I wanted to hop on here to process a talk I watched this morning–“Filling the Well: A Writer’s Devotional Life” by Chris Fabry. It hit my heart. I sometimes feel like I’m reeling from the trickiness of the publishing industry and how it feels like a business more than a community of writers. Why is it about how high I jump, how well I fit certain boxes, rather than how beautifully I can say something true?
This isn’t what I wanted.
But in the talk this morning, I remembered that the humanness of the industry does not restrict the divinity of God. Fabry spoke about how our desire for validation as a writer, as a professional, will never end, but it is our devotional life, where we place knowing God as our highest priority, that satisfies that desire.

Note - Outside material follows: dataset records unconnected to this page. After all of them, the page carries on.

use serde::{Deserialize, Serialize};

use crate::conflict::config::ConflictConfig;
use crate::models::{LatentState, NetworkState};
use crate::snapshot::Snapshot;
use crate::utils::math::finite_or_zero;

#[derive(Debug, Clone, Copy, Serialize, Deserialize, PartialEq, Eq)]
#[serde(rename_all = "camelCase")]
pub enum ConflictPhase {
    Accumulating,
    /// Entered on a threshold crossing; left once the value drains below the re-arm level.
    Breakdown,
}

impl Default for ConflictPhase {
    fn default() -> Self {
        ConflictPhase::Accumulating
    }
}

#[derive(Debug, Clone, Copy, PartialEq)]
pub struct ConflictUpdate {
    pub value: f64,
    /// Edge: true only on the interval the crossing fired.
    pub breakdown_imminent: bool,
    /// Level: true for as long as the phase is `Breakdown`.
    pub breakdown_active: bool,
}

/// Running integral of salience/instability evidence.
///
/// Crossing the threshold is edge-triggered and drains the value by
/// `drain_fraction`. A sustained high-conflict stretch fires once and then
/// stays in `Breakdown` until the value decays below the re-arm level.
#[derive(Debug, Clone, Default, Serialize, Deserialize, PartialEq)]
#[serde(rename_all = "camelCase")]
pub struct ConflictAccumulator {
    value: f64,
    phase: ConflictPhase,
    episodes: u64,
}

impl ConflictAccumulator {
    pub fn new() -> Self {
        Self::default()
    }

    pub fn value(&self) -> f64 {
        self.value
    }

    pub fn phase(&self) -> ConflictPhase {
        self.phase
    }

    /// Number of crossings so far this session.
    pub fn episodes(&self) -> u64 {
        self.episodes
    }

    /// Evidence added this interval; never negative.
    pub fn contribution(salience: f64, instability: f64, config: &ConflictConfig) -> f64 {
        let mix = config.salience_weight * salience + config.instability_weight * instability;
        finite_or_zero(config.gain * (mix - config.noise_floor).max(0.0))
    }

    pub fn update(
        &mut self,
        network: &NetworkState,
        latent: &LatentState,
        config: &ConflictConfig,
    ) -> ConflictUpdate {
        let contribution = Self::contribution(network.salience, latent.instability, config);
        self.step(contribution, config)
    }

    pub fn step(&mut self, contribution: f64, config: &ConflictConfig) -> ConflictUpdate {
        let leaked = finite_or_zero(self.value) * config.decay;
        self.value = finite_or_zero(leaked + finite_or_zero(contribution)).max(0.0);

        let mut breakdown_imminent = false;
        match self.phase {
            ConflictPhase::Accumulating if self.value >= config.threshold => {
                breakdown_imminent = true;
                self.episodes += 1;
                self.phase = ConflictPhase::Breakdown;
                self.value *= 1.0 - config.drain_fraction.clamp(0.0, 1.0);
            }
            ConflictPhase::Breakdown if self.value < config.threshold * config.rearm_ratio => {
                self.phase = ConflictPhase::Accumulating;
            }
            _ => {}
        }

        ConflictUpdate {
            value: self.value,
            breakdown_imminent,
            breakdown_active: self.phase == ConflictPhase::Breakdown,
        }
    }
}

impl Snapshot for ConflictAccumulator {}

#[cfg(test)]
mod tests {
    use super::*;

    const MAX_CROSSING_INTERVALS: usize = 5;

    #[test]
    fn constant_high_conflict_crosses_within_bound() {
        let config = ConflictConfig::default();
        let contribution = ConflictAccumulator::contribution(1.0, 1.0, &config);
        assert!((contribution - 0.39).abs() < 1e-9);

        let mut acc = ConflictAccumulator::new();
        let fired_at = (1..=MAX_CROSSING_INTERVALS)
            .find(|_| acc.step(contribution, &config).breakdown_imminent);
        assert_eq!(fired_at, Some(3));
        assert_eq!(acc.episodes(), 1);
    }

    #[test]
    fn crossing_drains_by_fixed_fraction() {
        let config = ConflictConfig::default();
        let mut acc = ConflictAccumulator::new();
        acc.step(0.6, &config);
        let update = acc.step(0.6, &config);
        // 0.6 * 0.9 + 0.6 = 1.14, drained by half
        assert!(update.breakdown_imminent);
        assert!((update.value - 0.57).abs() < 1e-9);

        let full_reset = ConflictConfig {
            drain_fraction: 1.0,
            ..Default::default()
        };
        let mut acc = ConflictAccumulator::new();
        let update = acc.step(1.5, &full_reset);
        assert!(update.breakdown_imminent);
        assert_eq!(update.value, 0.0);
    }

    #[test]
    fn sustained_conflict_fires_once_and_stays_active() {
        let config = ConflictConfig::default();
        let mut acc = ConflictAccumulator::new();
        let updates: Vec<_> = (0..12).map(|_| acc.step(0.39, &config)).collect();

        let edges: Vec<usize> = updates
            .iter()
            .enumerate()
            .filter(|(_, u)| u.breakdown_imminent)
            .map(|(i, _)| i)
            .collect();
        assert_eq!(edges, vec![2]);
        assert!(updates[..2].iter().all(|u| !u.breakdown_active));
        assert!(updates[2..].iter().all(|u| u.breakdown_active));
        assert_eq!(acc.phase(), ConflictPhase::Breakdown);
    }

    #[test]
    fn zero_contribution_decays_monotonically_and_rearms() {
        let config = ConflictConfig::default();
        let mut acc = ConflictAccumulator::new();
        for _ in 0..12 {
            acc.step(0.39, &config);
        }

        let mut last = acc.value();
        for _ in 0..60 {
            let update = acc.step(0.0, &config);
            assert!(update.value <= last);
            assert!(update.value >= 0.0);
            assert!(!update.breakdown_imminent);
            last = update.value;
        }
        assert!(last < 0.01);
        assert_eq!(acc.phase(), ConflictPhase::Accumulating);

        // Re-armed: a new crossing fires again.
        let fired = (0..MAX_CROSSING_INTERVALS).any(|_| acc.step(0.39, &config).breakdown_imminent);
        assert!(fired);
        assert_eq!(acc.episodes(), 2);
    }

    #[test]
    fn negative_or_nan_evidence_never_goes_below_zero() {
        let config = ConflictConfig::default();
        let mut acc = ConflictAccumulator::new();
        assert_eq!(acc.step(-3.0, &config).value, 0.0);
        assert_eq!(acc.step(f64::NAN, &config).value, 0.0);
        assert_eq!(ConflictAccumulator::contribution(0.2, 0.2, &config), 0.0);
    }
}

The industry wants me to jump, to reach, to perform, but God wants me to lower myself, to humble myself, to get out of the way, so He can lift me up, honor me, and work through me. As Fabry says, water always fills the lowest places, and so does God.
“A devotional life will enable you to let go of expectations and outcomes. If you are connected with God, and things don’t work out the way you planned, you’re going to be okay with it because you’re not trusting in your abilities–you’re trusting in Him.”
Chris Fabry
Such freedom. I feel a lightness as I write this, a lightness that I never feel when I’m thinking about hustling, producing, succeeding, proving myself. I am not an efficiency-first robot–I’m a human being that God longs to commune with. My writing is merely another avenue in which to know Him more and to love Him more.
Lord, I want this life! I want to create with You as You lead, in and through me, for Your glory out of the magnitude of Your everlasting grace. From You were all things, and to You are all things; remember me at the bottom of the well. I love You. In Jesus’ name, amen.